Could you return every record below exactly as it is written?

···

//! Frame loop orchestrator
//!
//! Owns the session and the guess buffer, and runs one frame at a time
//! against a [`Frontend`]: clear, input, simulation, particles, targets, HUD,
//! game-over hold, present, throttle.

use std::io;
use std::time::Duration;

use serde::{Deserialize, Serialize};

use crate::error::{GameError, TuningError};
use crate::platform::{FrameClock, Frontend};
use crate::renderer::palette::BACKGROUND;
use crate::renderer::{draw_game_over, draw_hud, draw_particle, draw_targets};
use crate::sim::{GameEvent, GamePhase, Guess, Session, TickInput, tick};
use crate::tuning::Tuning;

/// Final report for a finished session
#[derive(Debug, Clone, PartialEq, Eq, Serialize, Deserialize)]
pub struct SessionSummary {
    pub seed: u64,
    pub score: u64,
    pub hits: u32,
    pub misses: u32,
    pub ticks_elapsed: u64,
    /// Player quit before the clock ran out
    pub quit_early: bool,
}

pub struct Game {
    session: Session,
    guess: Guess,
    running: bool,
    quit_early: bool,
}

impl Game {
    pub fn new(tuning: Tuning, seed: u64) -> Result<Self, TuningError> {
        Ok(Self {
            session: Session::new(tuning, seed)?,
            guess: Guess::new(),
            running: true,
            quit_early: false,
        })
    }

    pub fn session(&self) -> &Session {
        &self.session
    }

    /// Mutable session access, for setting up scenarios
    pub fn session_mut(&mut self) -> &mut Session {
        &mut self.session
    }

    pub fn guess(&self) -> &Guess {
        &self.guess
    }

    pub fn is_running(&self) -> bool {
        self.running
    }

    pub fn summary(&self) -> SessionSummary {
        SessionSummary {
            seed: self.session.seed,
            score: self.session.score,
            hits: self.session.hits,
            misses: self.session.misses,
            ticks_elapsed: self.session.ticks_elapsed,
            quit_early: self.quit_early,
        }
    }

    /// Run frames until the player quits or the clock runs out
    pub fn run<F: Frontend>(mut self, frontend: &mut F) -> Result<SessionSummary, GameError> {
        log::info!(
            "Session starting with seed {} ({} words in pool)",
            self.session.seed,
            self.session.spawner.words().len()
        );
        let mut clock = FrameClock::new(self.session.tuning.tick_rate);
        while self.running {
            self.frame(frontend, &mut clock)?;
        }

        let summary = self.summary();
        log::info!(
            "Session ended: score {} ({} hits, {} misses, {} ticks)",
            summary.score,
            summary.hits,
            summary.misses,
            summary.ticks_elapsed
        );
        Ok(summary)
    }

    /// Run a single frame. Returns whether the loop should continue.
    pub fn frame<F: Frontend>(&mut self, frontend: &mut F, clock: &mut FrameClock) -> io::Result<bool> {
        frontend.clear(BACKGROUND);

        let input = TickInput::new(frontend.poll_events()?);
        let events = tick(&mut self.session, &mut self.guess, &input);
        for event in &events {
            self.handle_event(event);
        }

        let jitter = self.session.tuning.particle_jitter;
        let session = &mut self.session;
        session
            .particles
            .tick(&mut session.rng, jitter, |p| draw_particle(frontend, p));

        draw_targets(frontend, &self.session.targets);
        draw_hud(frontend, &self.session, &self.guess);

        if self.session.phase == GamePhase::GameOver {
            draw_game_over(frontend, &self.session);
            frontend.present()?;
            frontend.pause(Duration::from_millis(self.session.tuning.game_over_hold_ms));
            self.running = false;
        }

        frontend.present()?;
        frontend.throttle(clock);
        Ok(self.running)
    }

    fn handle_event(&mut self, event: &GameEvent) {
        match event {
            GameEvent::Spawned { id, word } => log::debug!("Spawned target {id} ({word})"),
            GameEvent::Hit {
                id, word, points, ..
            } => log::debug!("Hit target {id} ({word}) for {points} points"),
            GameEvent::Missed { id, word, .. } => log::debug!("Missed target {id} ({word})"),
            GameEvent::QuitRequested => {
                log::info!("Quit requested");
                self.running = false;
                self.quit_early = true;
            }
            GameEvent::GameOver { score } => log::info!("Game over! Final score: {score}"),
        }
    }
}
//! Current guess buffer
//!
//! Accumulates keystrokes between hits. Only lowercase ASCII alphanumerics
//! are kept; anything else is dropped silently.

use serde::{Deserialize, Serialize};

#[derive(Debug, Clone, Default, PartialEq, Eq, Serialize, Deserialize)]
pub struct Guess {
    text: String,
}

impl Guess {
    pub fn new() -> Self {
        Self::default()
    }

    /// Append a typed character after normalizing it.
    /// Returns false if the character was filtered out.
    pub fn push(&mut self, c: char) -> bool {
        let c = c.to_ascii_lowercase();
        if c.is_ascii_lowercase() || c.is_ascii_digit() {
            self.text.push(c);
            true
        } else {
            false
        }
    }

    /// Remove the last character (no-op when empty)
    pub fn backspace(&mut self) {
        self.text.pop();
    }

    pub fn clear(&mut self) {
        self.text.clear();
    }

    pub fn as_str(&self) -> &str {
        &self.text
    }

    pub fn is_empty(&self) -> bool {
        self.text.is_empty()
    }
}

#[cfg(test)]
mod tests {
    use super::*;

    #[test]
    fn test_push_normalizes_case() {
        let mut guess = Guess::new();
        assert!(guess.push('P'));
        assert!(guess.push('y'));
        assert!(guess.push('7'));
        assert_eq!(guess.as_str(), "py7");
    }

    #[test]
    fn test_push_filters_non_alphanumeric() {
        let mut guess = Guess::new();
        for c in [' ', '\t', '-', '!', 'é', '\u{1b}'] {
            assert!(!guess.push(c));
        }
        assert!(guess.is_empty());
    }

    #[test]
    fn test_backspace_and_clear() {
        let mut guess = Guess::new();
        guess.backspace();
        assert!(guess.is_empty());

        "code".chars().for_each(|c| {
            guess.push(c);
        });
        guess.backspace();
        assert_eq!(guess.as_str(), "cod");

        guess.clear();
        assert_eq!(guess.as_str(), "");
    }
}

···

▶ **RESULT OF THE TASK**:
//! Frame loop orchestrator
//!
//! Owns the session and the guess buffer, and runs one frame at a time
//! against a [`Frontend`]: clear, input, simulation, particles, targets, HUD,
//! game-over hold, present, throttle.

use std::io;
use std::time::Duration;

use serde::{Deserialize, Serialize};

use crate::error::{GameError, TuningError};
use crate::platform::{FrameClock, Frontend};
use crate::renderer::palette::BACKGROUND;
use crate::renderer::{draw_game_over, draw_hud, draw_particle, draw_targets};
use crate::sim::{GameEvent, GamePhase, Guess, Session, TickInput, tick};
use crate::tuning::Tuning;

/// Final report for a finished session
#[derive(Debug, Clone, PartialEq, Eq, Serialize, Deserialize)]
pub struct SessionSummary {
    pub seed: u64,
    pub score: u64,
    pub hits: u32,
    pub misses: u32,
    pub ticks_elapsed: u64,
    /// Player quit before the clock ran out
    pub quit_early: bool,
}

pub struct Game {
    session: Session,
    guess: Guess,
    running: bool,
    quit_early: bool,
}

impl Game {
    pub fn new(tuning: Tuning, seed: u64) -> Result<Self, TuningError> {
        Ok(Self {
            session: Session::new(tuning, seed)?,
            guess: Guess::new(),
            running: true,
            quit_early: false,
        })
    }

    pub fn session(&self) -> &Session {
        &self.session
    }

    /// Mutable session access, for setting up scenarios
    pub fn session_mut(&mut self) -> &mut Session {
        &mut self.session
    }

    pub fn guess(&self) -> &Guess {
        &self.guess
    }

    pub fn is_running(&self) -> bool {
        self.running
    }

    pub fn summary(&self) -> SessionSummary {
        SessionSummary {
            seed: self.session.seed,
            score: self.session.score,
            hits: self.session.hits,
            misses: self.session.misses,
            ticks_elapsed: self.session.ticks_elapsed,
            quit_early: self.quit_early,
        }
    }

    /// Run frames until the player quits or the clock runs out
    pub fn run<F: Frontend>(mut self, frontend: &mut F) -> Result<SessionSummary, GameError> {
        log::info!(
            "Session starting with seed {} ({} words in pool)",
            self.session.seed,
            self.session.spawner.words().len()
        );
        let mut clock = FrameClock::new(self.session.tuning.tick_rate);
        while self.running {
            self.frame(frontend, &mut clock)?;
        }

        let summary = self.summary();
        log::info!(
            "Session ended: score {} ({} hits, {} misses, {} ticks)",
            summary.score,
            summary.hits,
            summary.misses,
            summary.ticks_elapsed
        );
        Ok(summary)
    }

    /// Run a single frame. Returns whether the loop should continue.
    pub fn frame<F: Frontend>(&mut self, frontend: &mut F, clock: &mut FrameClock) -> io::Result<bool> {
        frontend.clear(BACKGROUND);

        let input = TickInput::new(frontend.poll_events()?);
        let events = tick(&mut self.session, &mut self.guess, &input);
        for event in &events {
            self.handle_event(event);
        }

        let jitter = self.session.tuning.particle_jitter;
        let session = &mut self.session;
        session
            .particles
            .tick(&mut session.rng, jitter, |p| draw_particle(frontend, p));

        draw_targets(frontend, &self.session.targets);
        draw_hud(frontend, &self.session, &self.guess);

        if self.session.phase == GamePhase::GameOver {
            draw_game_over(frontend, &self.session);
            frontend.present()?;
            frontend.pause(Duration::from_millis(self.session.tuning.game_over_hold_ms));
            self.running = false;
        }

        frontend.present()?;
        frontend.throttle(clock);
        Ok(self.running)
    }

    fn handle_event(&mut self, event: &GameEvent) {
        match event {
            GameEvent::Spawned { id, word } => log::debug!("Spawned target {id} ({word})"),
            GameEvent::Hit {
                id, word, points, ..
            } => log::debug!("Hit target {id} ({word}) for {points} points"),
            GameEvent::Missed { id, word, .. } => log::debug!("Missed target {id} ({word})"),
            GameEvent::QuitRequested => {
                log::info!("Quit requested");
                self.running = false;
                self.quit_early = true;
            }
            GameEvent::GameOver { score } => log::info!("Game over! Final score: {score}"),
        }
    }
}
//! Current guess buffer
//!
//! Accumulates keystrokes between hits. Only lowercase ASCII alphanumerics
//! are kept; anything else is dropped silently.

use serde::{Deserialize, Serialize};

#[derive(Debug, Clone, Default, PartialEq, Eq, Serialize, Deserialize)]
pub struct Guess {
    text: String,
}

impl Guess {
    pub fn new() -> Self {
        Self::default()
    }

    /// Append a typed character after normalizing it.
    /// Returns false if the character was filtered out.
    pub fn push(&mut self, c: char) -> bool {
        let c = c.to_ascii_lowercase();
        if c.is_ascii_lowercase() || c.is_ascii_digit() {
            self.text.push(c);
            true
        } else {
            false
        }
    }

    /// Remove the last character (no-op when empty)
    pub fn backspace(&mut self) {
        self.text.pop();
    }

    pub fn clear(&mut self) {
        self.text.clear();
    }

    pub fn as_str(&self) -> &str {
        &self.text
    }

    pub fn is_empty(&self) -> bool {
        self.text.is_empty()
    }
}

#[cfg(test)]
mod tests {
    use super::*;

    #[test]
    fn test_push_normalizes_case() {
        let mut guess = Guess::new();
        assert!(guess.push('P'));
        assert!(guess.push('y'));
        assert!(guess.push('7'));
        assert_eq!(guess.as_str(), "py7");
    }

    #[test]
    fn test_push_filters_non_alphanumeric() {
        let mut guess = Guess::new();
        for c in [' ', '\t', '-', '!', 'é', '\u{1b}'] {
            assert!(!guess.push(c));
        }
        assert!(guess.is_empty());
    }

    #[test]
    fn test_backspace_and_clear() {
        let mut guess = Guess::new();
        guess.backspace();
        assert!(guess.is_empty());

        "code".chars().for_each(|c| {
            guess.push(c);
        });
        guess.backspace();
        assert_eq!(guess.as_str(), "cod");

        guess.clear();
        assert_eq!(guess.as_str(), "");
    }
}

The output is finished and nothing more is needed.